RECUERDOS CON LEOTARDOS


No me gustaba nada llevar leotardos… Se me iban escurriendo lentamente a cada paso que daba, hasta llegar a la altura de las rodillas. Creo que ellos me odiaban a mi tanto como yo a ellos, y por eso querían escapar. Solía buscar cualquier rincón oculto, fuera de miradas ajenas, y les profería un rápido y poderoso tirón hacia arriba para intentar mantenerlos en su sitio. Ese domingo, uno de tantos, mi padre con su Olimpus colgada al cuello, mi madre con un paquete de pipas en la mano, mi hermano con su pelo “a lo cacerolo” y yo con los leotardos deslizándose hacia las rodillas, bajamos por la calle Alta de Santa Ana en dirección a la Plaza de Jerónimo Páez, donde nos esperaba la majestuosa puerta de entrada al Museo Arqueológico, decorada con unas figuras ultrajadas por el paso del tiempo que, sin embargo, se me antojaban de la más alta nobleza.

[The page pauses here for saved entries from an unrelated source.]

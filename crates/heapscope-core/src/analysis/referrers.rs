//! # Referrer Index
//!
//! Inverse edges over the heap graph. Most objects have at most one incoming
//! heap reference, so the index is two-tier: a flat slot per object for the
//! first referrer, and an overflow table for the minority with more. This
//! keeps the whole index near one word per object instead of a vector each.

use std::collections::HashMap;
use std::fmt;

use crate::dump::{Dump, ObjId};
use crate::error::Result;

/// Inverse-edge index over all heap objects.
pub struct ReferrerIndex
{
    /// First observed referrer per object, or `NIL`.
    ref1: Vec<ObjId>,
    /// Additional distinct referrers for objects that have them.
    ref2: HashMap<ObjId, Vec<ObjId>>,
}

impl ReferrerIndex
{
    /// Enumerate every object's edges once and record the inverse.
    ///
    /// Each `(source, target)` pair is recorded at most once: edges of one
    /// source are scanned consecutively, so comparing against the occupied
    /// slot and the last overflow entry is enough to deduplicate.
    pub fn build(d: &Dump) -> Result<ReferrerIndex>
    {
        let mut idx = ReferrerIndex {
            ref1: vec![ObjId::NIL; d.num_objects()],
            ref2: HashMap::new(),
        };
        let mut scanner = d.scanner();
        for x in d.object_ids() {
            for e in scanner.edges(x)? {
                idx.add(e.to, x);
            }
        }
        Ok(idx)
    }

    fn add(&mut self, to: ObjId, from: ObjId)
    {
        let slot = &mut self.ref1[to.index()];
        if slot.is_nil() {
            *slot = from;
            return;
        }
        if *slot == from {
            return;
        }
        let overflow = self.ref2.entry(to).or_default();
        if overflow.last() != Some(&from) {
            overflow.push(from);
        }
    }

    /// Heap objects referring to `x`, first slot then overflow.
    pub fn referrers(&self, x: ObjId) -> impl Iterator<Item = ObjId> + '_
    {
        let first = self.ref1[x.index()];
        let rest = self.ref2.get(&x).map(Vec::as_slice).unwrap_or(&[]);
        (!first.is_nil()).then_some(first).into_iter().chain(rest.iter().copied())
    }

    /// Number of distinct heap referrers of `x`.
    pub fn count(&self, x: ObjId) -> usize
    {
        let first = usize::from(!self.ref1[x.index()].is_nil());
        first + self.ref2.get(&x).map_or(0, Vec::len)
    }
}

/// One source referring to an object: a heap object, a global field, a frame
/// field, or a miscellaneous root.
#[derive(Debug, Clone, PartialEq, Eq)]
pub enum ReferrerSource
{
    Object(ObjId),
    Global
    {
        name: String,
    },
    Frame
    {
        frame_name: String,
        field_name: String,
    },
    Root
    {
        description: String,
    },
}

impl fmt::Display for ReferrerSource
{
    fn fmt(&self, f: &mut fmt::Formatter<'_>) -> fmt::Result
    {
        match self {
            ReferrerSource::Object(id) => write!(f, "object #{}", id.index()),
            ReferrerSource::Global { name } => write!(f, "global {name}"),
            ReferrerSource::Frame { frame_name, field_name } => write!(f, "frame {frame_name}.{field_name}"),
            ReferrerSource::Root { description } => write!(f, "{description}"),
        }
    }
}

/// Everything referring to `x`: heap referrers from the index, then global
/// fields, frame fields, and other roots whose realized edges target `x`.
pub fn referrer_sources(d: &Dump, idx: &ReferrerIndex, x: ObjId) -> Vec<ReferrerSource>
{
    let mut out: Vec<ReferrerSource> = idx.referrers(x).map(ReferrerSource::Object).collect();

    for seg in [d.data.as_ref(), d.bss.as_ref()].into_iter().flatten() {
        for e in &seg.edges {
            if e.to == x {
                let name = if e.field_name.is_empty() {
                    format!("~{}", e.from_offset)
                } else {
                    e.field_name.clone()
                };
                out.push(ReferrerSource::Global { name });
            }
        }
    }
    for frame in &d.frames {
        for e in &frame.edges {
            if e.to == x {
                let field_name = if e.field_name.is_empty() {
                    format!("~{}", e.from_offset)
                } else {
                    e.field_name.clone()
                };
                out.push(ReferrerSource::Frame {
                    frame_name: frame.name.clone(),
                    field_name,
                });
            }
        }
    }
    for root in &d.other_roots {
        if let Some(e) = &root.edge {
            if e.to == x {
                out.push(ReferrerSource::Root {
                    description: root.description.clone(),
                });
            }
        }
    }
    out
}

            Mientras mi padre pasaba por taquilla, yo aproveché para dar el enésimo tirón a mis rebeldes leotardos. Al girarme para comprobar que nadie había sido testigo del maltrato, todos mis sentidos se vieron sorprendidos por unas sensaciones tan intensas como el sabor de los Peta-Zeta en mi boca: un potente olor llenó mis fosas nasales, olor que ahora se que se debía a los bojes que rodeaban el patio, pero que yo califiqué de “olor a viejo”; un aroma que acompañaba la visión de un estanque rodeado de potentes piedras labradas, de diferentes tamaños, y que mi padre me explicó que eran trozos de columnas romanas, basas, fustes y capiteles, dispuestas por todo el patio sin ningún orden aparente, sólo el de no impedir el libre tránsito de los visitantes; y envolviéndolo todo el sonido repiqueteante de los chorritos de agua que, junto al “olor a viejo”, me arrastraron a un estado hipnótico durante algunos segundos…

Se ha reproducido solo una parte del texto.